Id. at 5416-17. The Departments highlighted, however, that “treatment limitations” in the Parity
Act included both quantitative and nonquantitative limitations:
Plans impose a variety of limits affecting the scope or duration of benefits under
the plan that are note expressed numerically. Nonetheless, such nonquantitative
provisions are also treatment limitations affecting the scope or duration of
benefits under the plan….Paragraph (c)(4) of these regulations generally prohibits
the imposition of any nonquantitative treatment limitation to mental
health…benefits unless certain requirements are met.
Id. at 5416. For most plans, the IFRs became effective for the plan year beginning on or after
July 1, 2010. 29 C.F.R. § 2590.712(i)(1).
On November 13, 2013, the Departments published final regulations applicable to plan
years beginning on or after July 1, 2014. See Preamble, Final Rules Under the Parity Act, 78
Fed.

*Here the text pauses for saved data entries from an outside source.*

use serde::Deserialize;
use serde_json::{json, Value};
use std::sync::Arc;

use mira_services::providers::ToolDefinition;
use mira_services::retrieval::{format_search_results, INTERACTIVE_K};
use mira_services::SearchOutcome;

use super::{parse_input, Tool, ToolFuture, ToolOutput, TurnContext};
use crate::context::AgentContext;

pub const NO_INDEX: &str =
    "No documents have been uploaded yet. Please ask the user to upload project documents first.";

#[derive(Deserialize)]
struct SearchInput {
    query: String,
}

/// `search_project_documents(query)`
pub struct SearchDocumentsTool {
    context: Arc<AgentContext>,
}

impl SearchDocumentsTool {
    pub fn new(context: Arc<AgentContext>) -> Self {
        Self { context }
    }
}

impl Tool for SearchDocumentsTool {
    fn definition(&self) -> ToolDefinition {
        ToolDefinition {
            name: "search_project_documents".to_string(),
            description: "Search through uploaded project documents to find relevant information. \
                Use this tool FIRST when answering questions about project requirements, scope, \
                timeline, milestones, deadlines, team members, roles, technical details or \
                anything else about the user's project."
                .to_string(),
            input_schema: json!({
                "type": "object",
                "properties": {
                    "query": {
                        "type": "string",
                        "description": "The search query to find relevant information"
                    }
                },
                "required": ["query"]
            }),
        }
    }

    fn execute<'a>(&'a self, turn: &'a TurnContext<'a>, input: Value) -> ToolFuture<'a> {
        Box::pin(async move {
            let input: SearchInput = match parse_input("search_project_documents", input) {
                Ok(input) => input,
                Err(output) => return Ok(output),
            };
            let Some(retrieval) = self.context.retrieval() else {
                return Ok(ToolOutput::success(NO_INDEX));
            };

            match retrieval
                .search(turn.vector_index, &input.query, INTERACTIVE_K)
                .await
            {
                Ok(SearchOutcome::IndexMissing) => Ok(ToolOutput::success(NO_INDEX)),
                Ok(SearchOutcome::Results(hits)) if hits.is_empty() => Ok(ToolOutput::success(
                    format!("No relevant information found for query: '{}'", input.query),
                )),
                Ok(SearchOutcome::Results(hits)) => {
                    Ok(ToolOutput::success(format_search_results(&hits)))
                }
                Err(e) => Ok(ToolOutput::error(format!("Error searching documents: {}", e))),
            }
        })
    }
}

#[cfg(test)]
mod tests {
    use super::*;
    use crate::session::ChatSession;
    use crate::test_support::keyword_index;
    use mira_services::test_helpers::KeywordEmbedder;
    use mira_services::RetrievalEngine;

    fn tool(embedder: Arc<KeywordEmbedder>) -> SearchDocumentsTool {
        SearchDocumentsTool::new(Arc::new(
            AgentContext::new(0.7, 10).with_retrieval(RetrievalEngine::new(embedder)),
        ))
    }

    #[tokio::test]
    async fn missing_index_is_reported_not_raised() {
        let session = ChatSession::default();
        let turn = TurnContext {
            vector_index: None,
            state: &session.artifacts,
        };
        let output = tool(Arc::new(KeywordEmbedder::default()))
            .execute(&turn, json!({"query": "milestones"}))
            .await
            .unwrap();
        assert_eq!(output.content, NO_INDEX);
        assert!(!output.is_error);
    }

    #[tokio::test]
    async fn results_cite_source_files() {
        let embedder = Arc::new(KeywordEmbedder::default());
        let index = keyword_index(
            &embedder,
            &[("milestones.txt", "Milestone 1: Launch by March 1. Owner: Dana.")],
        );
        let session = ChatSession::default();
        let turn = TurnContext {
            vector_index: Some(&index),
            state: &session.artifacts,
        };

        let output = tool(embedder)
            .execute(&turn, json!({"query": "who owns milestone 1"}))
            .await
            .unwrap();
        assert!(output.content.contains("`milestones.txt`"));
        assert!(output.content.contains("Owner: Dana."));
        assert_eq!(output.saved, None);
    }
}
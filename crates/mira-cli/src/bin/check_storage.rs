use anyhow::{Context, Result};
use clap::{Parser, ValueEnum};

use mira_cli::init_tracing;
use mira_cli::storage_report::{
    render_table, summarize_outputs, summarize_uploads, DatabaseSection, LedgerSample,
    LedgerSection, StorageReport, UPLOAD_LAYOUT,
};
use mira_core::Config;
use mira_db::{database_size, DocumentRepository};

const SAMPLE_RECORDS: i64 = 5;

#[derive(Clone, Copy, Debug, ValueEnum)]
enum Format {
    Table,
    Json,
}

#[derive(Parser, Debug)]
#[command(name = "check_storage")]
#[command(about = "Show where Mira stores its database, uploads and generated outputs")]
struct Args {
    /// Output format
    #[arg(long, value_enum, default_value = "table")]
    format: Format,
}

#[tokio::main]
async fn main() -> Result<()> {
    init_tracing();
    let args = Args::parse();
    let config = Config::from_env().context("Failed to load configuration")?;

    let (database, documents) = inspect_database(&config).await;
    let report = StorageReport {
        database,
        outputs: summarize_outputs(&config.outputs_dir)
            .with_context(|| format!("Failed to read {}", config.outputs_dir.display()))?,
        uploads: summarize_uploads(&config.uploads_dir)
            .with_context(|| format!("Failed to read {}", config.uploads_dir.display()))?,
        upload_layout: UPLOAD_LAYOUT,
        documents,
    };

    match args.format {
        Format::Json => println!("{}", serde_json::to_string_pretty(&report)?),
        Format::Table => print!("{}", render_table(&report)),
    }
    Ok(())
}

/// Database size and ledger samples. Failures are recorded in the report.
async fn inspect_database(config: &Config) -> (DatabaseSection, LedgerSection) {
    let pool = match mira_db::connect(config).await {
        Ok(pool) => pool,
        Err(e) => {
            tracing::warn!(error = %e, "Database unavailable");
            return (
                DatabaseSection {
                    size_bytes: None,
                    error: Some(e.to_string()),
                },
                LedgerSection {
                    total_records: None,
                    samples: Vec::new(),
                    error: Some(e.to_string()),
                },
            );
        }
    };

    let database = match database_size(&pool).await {
        Ok(size) => DatabaseSection {
            size_bytes: Some(size),
            error: None,
        },
        Err(e) => DatabaseSection {
            size_bytes: None,
            error: Some(e.to_string()),
        },
    };

    let repo = DocumentRepository::new(pool);
    let ledger = async {
        let total = repo.count_all().await?;
        let samples = repo.recent(SAMPLE_RECORDS).await?;
        Ok::<_, mira_core::AppError>((total, samples))
    };
    let documents = match ledger.await {
        Ok((total, samples)) => LedgerSection {
            total_records: Some(total),
            samples: samples
                .into_iter()
                .map(|doc| LedgerSample {
                    filename: doc.filename,
                    size_bytes: doc.size,
                    path: doc.path,
                    uploaded_at: doc.uploaded_at,
                })
                .collect(),
            error: None,
        },
        Err(e) => LedgerSection {
            total_records: None,
            samples: Vec::new(),
            error: Some(e.to_string()),
        },
    };

    (database, documents)
}
//! # NDVI Common
//!
//! Shared types, errors, and logging setup for the NDVI chart cycler.
//!
//! This crate provides the measurement model (`MeasurementRecord`, `Entity`,
//! `AlignedSeries`) and the error taxonomy used by every other crate in the
//! workspace.

#![warn(missing_docs)]
#![warn(clippy::all)]
#![warn(clippy::pedantic)]
#![warn(clippy::nursery)]
#![allow(clippy::module_name_repetitions)]

pub mod error;
pub mod logging;
pub mod types;
pub mod utils;

#[cfg(any(test, feature = "testing"))]
pub mod test_utils;

pub use error::{NdviError, Result};
pub use logging::{init_logging, LogFormat, LoggingConfig, LoggingGuard};
pub use types::*;
pub use utils::*;
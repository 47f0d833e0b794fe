//! Structured logging infrastructure for the NDVI chart cycler

use crate::error::{NdviError, Result};
use serde::{Deserialize, Serialize};
use std::path::{Path, PathBuf};
use tracing_appender::non_blocking::WorkerGuard;
use tracing_subscriber::{
    fmt::{self, writer::BoxMakeWriter},
    layer::SubscriberExt,
    util::SubscriberInitExt,
    EnvFilter,
};

/// Output format of the fmt layer
#[derive(Debug, Clone, Copy, PartialEq, Eq, Default, Serialize, Deserialize)]
#[serde(rename_all = "lowercase")]
pub enum LogFormat {
    /// Multi-line, human oriented output
    #[default]
    Pretty,
    /// Single-line output
    Compact,
    /// Newline-delimited JSON
    Json,
}

/// Configuration for the logging system
#[derive(Debug, Clone, PartialEq, Eq, Serialize, Deserialize)]
#[serde(default)]
pub struct LoggingConfig {
    /// Log level filter (e.g., "info", "debug", "ndvi_chart=trace"); `RUST_LOG` wins when set
    pub level: String,
    /// Output format
    pub format: LogFormat,
    /// Optional file path for log output instead of stdout
    pub file_path: Option<PathBuf>,
    /// Whether to include target module information
    pub include_targets: bool,
}

impl Default for LoggingConfig {
    fn default() -> Self {
        Self {
            level: "info".to_string(),
            format: LogFormat::Pretty,
            file_path: None,
            include_targets: true,
        }
    }
}

/// Keeps the background log writer alive.
///
/// Dropping the guard flushes buffered file output, so hold it for the
/// lifetime of the process.
#[must_use = "dropping the guard stops file logging"]
pub struct LoggingGuard {
    _worker: Option<WorkerGuard>,
}

/// Initialize the tracing subscriber with the given configuration
pub fn init_logging(config: &LoggingConfig) -> Result<LoggingGuard> {
    let env_filter = EnvFilter::try_from_default_env()
        .or_else(|_| EnvFilter::try_new(&config.level))
        .unwrap_or_else(|_| EnvFilter::new("info"));

    let (writer, worker, ansi) = match &config.file_path {
        Some(path) => {
            let (directory, file_name) = split_log_path(path)?;
            let appender = tracing_appender::rolling::never(directory, file_name);
            let (writer, guard) = tracing_appender::non_blocking(appender);
            (BoxMakeWriter::new(writer), Some(guard), false)
        }
        None => (BoxMakeWriter::new(std::io::stdout), None, true),
    };

    let registry = tracing_subscriber::registry().with(env_filter);

    let result = match config.format {
        LogFormat::Pretty => registry
            .with(
                fmt::layer()
                    .pretty()
                    .with_ansi(ansi)
                    .with_target(config.include_targets)
                    .with_writer(writer),
            )
            .try_init(),
        LogFormat::Compact => registry
            .with(
                fmt::layer()
                    .compact()
                    .with_ansi(ansi)
                    .with_target(config.include_targets)
                    .with_writer(writer),
            )
            .try_init(),
        LogFormat::Json => registry
            .with(
                fmt::layer()
                    .json()
                    .with_target(config.include_targets)
                    .with_writer(writer),
            )
            .try_init(),
    };

    result.map_err(|e| NdviError::config(format!("Failed to install tracing subscriber: {e}")))?;

    tracing::info!(
        level = %config.level,
        format = ?config.format,
        destination = %config
            .file_path
            .as_deref()
            .map_or_else(|| "stdout".into(), |p| p.display().to_string()),
        "Logging initialized"
    );

    Ok(LoggingGuard { _worker: worker })
}

fn split_log_path(path: &Path) -> Result<(PathBuf, PathBuf)> {
    let file_name = path
        .file_name()
        .ok_or_else(|| NdviError::validation_field("log path has no file name", "logging.file_path"))?;
    let directory = path
        .parent()
        .filter(|p| !p.as_os_str().is_empty())
        .map_or_else(|| PathBuf::from("."), Path::to_path_buf);
    Ok((directory, PathBuf::from(file_name)))
}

Reg. 68240 (Nov. 13, 2013); 29 C.F.R. § 2590.712(i). HCSC denied Craft’s request to
preauthorize RTC treatment in the plan year beginning January 1, 2014. (See FAC ¶ 37; Dkt. No.
32, Ex. 1, Trustwave Plan, Certificate Rider (“Effective Date: 01/01/2014").) HCSC also denied
16
Pautsch’s request to preauthorize RTC treatment in the plan year beginning January 1, 2014. (See
FAC ¶ 51; Dkt. No. 71, Ex. 2, Sikich Plan (“Effective Date: 01/01/2014").)
Under Chevron, the Court must undertake a two-step inquiry in evaluating a statute that
is administered by an agency. “First, always, is the question whether Congress has directly
spoken to the precise question at issue. If the intent of Congress is clear, that is the end of the
matter; for the court, as well as the agency, must give effect to the unambiguously expressed
intent of Congress.” Rush University Medical Center v. Burwell, 763 F.3d 754, 758-59 (7th Cir.
2014) (quoting U.S.A., Inc. v. Natural Resources Defense Council, Inc., 467 U.S. 837, 842-43
(1984)). If the language is clear and unambiguous, the inquiry ends there. “If not, then Congress
has left the administrative agency with discretion to resolve a statutory ambiguity, so at step two,
we require only that the agency’s interpretation be reasonable.” Coyomani-Cielo v. Holder, 758
F.3d 908, 912 (7th Cir. 2014) (internal quotation marks and citations omitted).
The interpretive issue in this case is whether the term “treatment limitation,” as used in
the Parity Act, includes RTC exclusions. (See Dkt. No. 71, 9). Turning to the first step of the
Chevron analysis, the Court must “give effect to the unambiguously expressed intent of
Congress” if the “statute speaks clearly to the precise question at issue.” Barnhart v. Walton, 535
U.S. 212, 218 (2002) (internal quotation marks and citation omitted). HCSC argues that the plain
language of the Parity Act does not bar the RTC exclusions and that, on the contrary, it only
prohibits quantitative limitations. Such a reading, however, is belied by both the plain language
of the statute and ordinary tools of statutory interpretation. See Brumfield v. City of Chicago, 735
F.3d 619, 628 (7th Cir. 2013) (applying cardinal principles of statutory interpretation in first step
of Chevron analysis) (citing Nat'l Ass'n of Home Builders v. Defenders of Wildlife, 551 U.S. 644,
666 (2007) (“In making the threshold determination under Chevron, a reviewing court should not
17
confine itself to examining a particular statutory provision in isolation. Rather, the meaning—or
ambiguity—of certain words or phrases may only become evident when placed in context. It is a
fundamental canon of statutory construction that the words of a statute must be read in their
context and with a view to their place in the overall statutory scheme.” (alteration marks,
citations, and internal quotation marks omitted))).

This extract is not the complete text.